With the hope that the market would be hammered out, preliminary deals have already been signed. Trafigura, the commodity trader, announced what it called a pilot carbon deal to help Mozambique develop climate restoration projects.
Norway has set aside $740mn for the carbon trading market and signed deals with Benin, Jordan, Senegal and Zambia.
Indeed, some delegates and observers view the COP29 agreement as a final chance to forge a successful carbon trading market.
“International carbon markets have crashed twice in two decades. This was due to an erosion of credibility. At Baku, the ‘operationalisation’ of international carbon trading under Paris can prevent a third meltdown that could be fatal,” Axel Michaelowa, of the University of Zurich, told the Guardian.
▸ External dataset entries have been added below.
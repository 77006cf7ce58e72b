//! Iambic keyer engine
//!
//! A state machine over nine graph states: idle, in-dot, in-dash,
//! after-dot, after-dash, the last four each in a Curtis mode A and mode B
//! variant. Paddle events arrive from the caller; clock ticks arrive from
//! the generator's background thread, once per completed tone, so keying
//! and audio stay phase-locked.
//!
//! All state sits behind one mutex and every transition happens under it,
//! which makes re-entrant clocking structurally impossible.

use std::sync::{Arc, Condvar, Mutex, Weak};

use crate::error::{KeyingError, Result};
use crate::generator::{Generator, Mark, ToneEndListener};
use crate::key::KeyEventListener;

/// The keyer's position in its state graph.
#[derive(Debug, Clone, Copy, PartialEq, Eq)]
pub enum GraphState {
    Idle,
    InDotA,
    InDotB,
    InDashA,
    InDashB,
    AfterDotA,
    AfterDotB,
    AfterDashA,
    AfterDashB,
}

impl GraphState {
    /// True in the in-dot/in-dash states, where the key is closed.
    #[inline]
    pub fn is_sending(self) -> bool {
        matches!(
            self,
            GraphState::InDotA | GraphState::InDotB | GraphState::InDashA | GraphState::InDashB
        )
    }

    /// True in the after-dot/after-dash states, where the inter-element
    /// space is playing.
    #[inline]
    pub fn is_after(self) -> bool {
        matches!(
            self,
            GraphState::AfterDotA
                | GraphState::AfterDotB
                | GraphState::AfterDashA
                | GraphState::AfterDashB
        )
    }
}

#[derive(Debug)]
struct KeyerState {
    graph_state: GraphState,
    /// What the key is doing right now, distinct from the paddle values.
    key_value_closed: bool,
    dot_paddle: bool,
    dash_paddle: bool,
    /// Set when a paddle closes; cleared only once its element has been
    /// sent and the paddle has been seen open again.
    dot_latch: bool,
    dash_latch: bool,
    curtis_mode_b: bool,
    /// One-shot latch set when both paddles are closed in mode B.
    curtis_b_latch: bool,
}

impl KeyerState {
    fn new(curtis_mode_b: bool) -> Self {
        Self {
            graph_state: GraphState::Idle,
            key_value_closed: false,
            dot_paddle: false,
            dash_paddle: false,
            dot_latch: false,
            dash_latch: false,
            curtis_mode_b,
            curtis_b_latch: false,
        }
    }
}

/// The iambic keyer engine. Constructed with [`IambicKeyer::new`], which
/// registers it with its generator for tone-end clocking.
pub struct IambicKeyer {
    generator: Arc<Generator>,
    state: Mutex<KeyerState>,
    changed: Condvar,
    key_listener: Mutex<Option<Box<dyn KeyEventListener>>>,
}

impl IambicKeyer {
    /// Create a keyer driving `generator`, clocked by its tone
    /// completions.
    pub fn new(generator: Arc<Generator>, curtis_mode_b: bool) -> Arc<Self> {
        let keyer = Arc::new(Self {
            generator,
            state: Mutex::new(KeyerState::new(curtis_mode_b)),
            changed: Condvar::new(),
            key_listener: Mutex::new(None),
        });
        let weak: Weak<IambicKeyer> = Arc::downgrade(&keyer);
        let weak: Weak<dyn ToneEndListener> = weak;
        keyer.generator.register_tone_end_listener(weak);
        keyer
    }

    /// Current graph state snapshot.
    pub fn graph_state(&self) -> GraphState {
        self.state.lock().unwrap().graph_state
    }

    /// True while the state machine is anywhere but idle.
    pub fn is_busy(&self) -> bool {
        self.graph_state() != GraphState::Idle
    }

    /// Register a listener for key-value transitions (closed at each
    /// element start, open at each element end). Fired synchronously from
    /// the clocking thread with keyer state locked; it must not block or
    /// call back into this keyer.
    pub fn set_key_listener(&self, listener: Box<dyn KeyEventListener>) {
        *self.key_listener.lock().unwrap() = Some(listener);
    }

    fn set_key_value(&self, state: &mut KeyerState, closed: bool) {
        if state.key_value_closed == closed {
            return;
        }
        state.key_value_closed = closed;
        if let Some(listener) = self.key_listener.lock().unwrap().as_ref() {
            listener.on_key_value(closed);
        }
    }

    /// Curtis mode B on/off.
    pub fn set_curtis_mode_b(&self, enabled: bool) {
        self.state.lock().unwrap().curtis_mode_b = enabled;
    }

    pub fn curtis_mode_b(&self) -> bool {
        self.state.lock().unwrap().curtis_mode_b
    }

    /// Record new paddle values and, from idle, kick the state machine into
    /// motion.
    ///
    /// A paddle closing sets its latch. Both paddles closed in mode B set
    /// the one-shot Curtis latch. If the machine is already running, that
    /// is all: the next clock tick picks the latches up.
    pub fn notify_paddle_event(&self, dot_closed: bool, dash_closed: bool) -> Result<()> {
        let mut state = self.state.lock().unwrap();

        if dot_closed && !state.dot_paddle {
            state.dot_latch = true;
        }
        if dash_closed && !state.dash_paddle {
            state.dash_latch = true;
        }
        state.dot_paddle = dot_closed;
        state.dash_paddle = dash_closed;

        if dot_closed && dash_closed && state.curtis_mode_b {
            state.curtis_b_latch = true;
        }

        if state.graph_state == GraphState::Idle && (dot_closed || dash_closed) {
            // Initial nudge: pretend the previous element was the opposite
            // of the paddle that closed, then run one tick to leave idle.
            state.graph_state = if dot_closed {
                GraphState::AfterDashA
            } else {
                GraphState::AfterDotA
            };
            self.tick(&mut state)?;
        }
        self.changed.notify_all();
        Ok(())
    }

    /// Block until exactly one element boundary has passed: first until the
    /// machine reaches an after-state or idle, then until it leaves it.
    pub fn wait_for_end_of_current_element(&self) {
        let mut state = self.state.lock().unwrap();
        while !(state.graph_state.is_after() || state.graph_state == GraphState::Idle) {
            state = self.changed.wait(state).unwrap();
        }
        if state.graph_state == GraphState::Idle {
            return;
        }
        while state.graph_state.is_after() {
            state = self.changed.wait(state).unwrap();
        }
    }

    /// Block until the keyer is idle.
    ///
    /// Fails fast with [`KeyingError::WouldDeadlock`] if a paddle is still
    /// closed, since idle is unreachable while it stays down.
    pub fn wait_for_keyer(&self) -> Result<()> {
        let mut state = self.state.lock().unwrap();
        if state.dot_paddle || state.dash_paddle {
            return Err(KeyingError::WouldDeadlock);
        }
        while state.graph_state != GraphState::Idle {
            state = self.changed.wait(state).unwrap();
        }
        Ok(())
    }

    /// Force idle: clear paddle values and all latches, leave the mode
    /// setting untouched, and silence the generator immediately.
    pub fn reset(&self) {
        {
            let mut state = self.state.lock().unwrap();
            let mode = state.curtis_mode_b;
            *state = KeyerState::new(mode);
        }
        self.changed.notify_all();
        self.generator.flush_queue();
        tracing::debug!("iambic keyer reset");
    }

    /// One clock-tick transition; called with the state lock held, once per
    /// completed tone.
    fn tick(&self, state: &mut KeyerState) -> Result<()> {
        use GraphState::*;

        debug_assert!(
            !state.graph_state.is_sending() || state.key_value_closed,
            "key must be closed while sending an element"
        );
        debug_assert!(
            !state.graph_state.is_after() || !state.key_value_closed,
            "key must be open during an inter-element space"
        );

        match state.graph_state {
            Idle => {}

            // A mark just finished: open the key and clock out the
            // inter-element space.
            InDotA | InDotB => {
                self.set_key_value(state, false);
                self.generator.enqueue_inter_mark_space()?;
                state.graph_state = if state.graph_state == InDotB {
                    AfterDotB
                } else {
                    AfterDotA
                };
            }
            InDashA | InDashB => {
                self.set_key_value(state, false);
                self.generator.enqueue_inter_mark_space()?;
                state.graph_state = if state.graph_state == InDashB {
                    AfterDashB
                } else {
                    AfterDashA
                };
            }

            // The space after a dot just finished. A latch is cleared only
            // here, when its element is done and the paddle is seen open.
            AfterDotA | AfterDotB => {
                if !state.dot_paddle {
                    state.dot_latch = false;
                }
                if state.graph_state == AfterDotB {
                    // Mode B one-shot: unconditionally send the opposite
                    // element once.
                    self.start_element(state, Mark::Dash, false)?;
                } else if state.dash_latch {
                    let as_b = std::mem::take(&mut state.curtis_b_latch);
                    self.start_element(state, Mark::Dash, as_b)?;
                } else if state.dot_latch {
                    self.start_element(state, Mark::Dot, false)?;
                } else {
                    state.graph_state = Idle;
                }
            }
            AfterDashA | AfterDashB => {
                if !state.dash_paddle {
                    state.dash_latch = false;
                }
                if state.graph_state == AfterDashB {
                    self.start_element(state, Mark::Dot, false)?;
                } else if state.dot_latch {
                    let as_b = std::mem::take(&mut state.curtis_b_latch);
                    self.start_element(state, Mark::Dot, as_b)?;
                } else if state.dash_latch {
                    self.start_element(state, Mark::Dash, false)?;
                } else {
                    state.graph_state = Idle;
                }
            }
        }
        Ok(())
    }

    fn start_element(&self, state: &mut KeyerState, mark: Mark, b_variant: bool) -> Result<()> {
        self.generator.enqueue_mark(mark, true)?;
        self.set_key_value(state, true);
        state.graph_state = match (mark, b_variant) {
            (Mark::Dot, false) => GraphState::InDotA,
            (Mark::Dot, true) => GraphState::InDotB,
            (Mark::Dash, false) => GraphState::InDashA,
            (Mark::Dash, true) => GraphState::InDashB,
        };
        tracing::trace!(?mark, b_variant, "keyer element started");
        Ok(())
    }
}

impl ToneEndListener for IambicKeyer {
    fn on_tone_end(&self) {
        let mut state = self.state.lock().unwrap();
        if let Err(e) = self.tick(&mut state) {
            // A full queue mid-element leaves nothing sensible to clock;
            // drop to idle rather than wedge the graph.
            tracing::warn!(error = %e, "keyer tick failed, resetting to idle");
            let mode = state.curtis_mode_b;
            *state = KeyerState::new(mode);
        }
        drop(state);
        self.changed.notify_all();
    }
}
“They are a powerful tool to accelerate the diffusion of low-carbon technology around the world. The Paris carbon market is now ready to roll out in 2025. It can accelerate mitigation and thus help close the gaping emissions gap that separates us from achieving the 1.5C target,” said Michaelowa.
But there are still concerns. At COP28 in Dubai, it became clear that a lot of African forest had been sold off in carbon trade deals to a start-up company run by a member of the Dubai royal family, said the Guardian. The revelation raised fears of a scramble for the continent’s resources, in this case those that help limit emissions.
A study in Nature Communications published in mid-November analysed 2,347 carbon mitigation projects, or one-fifth of the credit volume issued globally to date, or almost 1bn tonnes of CO2e. The researchers found that less than 16% of the carbon credits issued to the investigated projects constituted real emission reductions. “Carbon crediting mechanisms need to be reformed fundamentally to meaningfully contribute to climate change mitigation,” they said.
“The available evidence suggests that many carbon credits are not backed by any actual emission reductions,” Dr Lambert Schneider, a co-author and a senior researcher at the Oeko-Institut in Berlin, told the Guardian. “These problems would undermine the Paris Agreement if they spilled into the official UN system. If these quality issues continue under Article 6, this could undermine our efforts to achieve our climate targets. It is critical that we fix the integrity issue of the market,” he said.
“If these credits are used by buyers to emit more, this would result in more carbon added to the atmosphere. And the potential for issuing such credits is very large,” he concluded.
“The new rules are a start, but the risk of abuse still remains alive and well,” Injy Johnstone, research fellow at the University of Oxford, told the newspaper. “We have to learn the lessons of past mistakes and watch for new ones this system could create, otherwise we risk the Paris Agreement becoming a market failure,” she noted.
However, the rules contain several serious flaws that years of debate have failed to fix. It means the system may essentially give countries and companies permission to keep polluting, argued the University of Melbourne’s Kate Dooley after the deal was struck in The Conversation. The deal is seriously flawed, she said.
There could be double counting. Indigenous communities might, for example, lose access to land planted with trees. The carbon stored in trees may not be sequestered for as long as the emissions from a coal company in the developed world stay in the atmosphere, she said. Wildfire and drought may interfere with carbon storage in forests.
“[Australia] could also set a precedent by establishing a framework that treats carbon removals as a complement – not a substitute – for emissions reduction,” she suggested.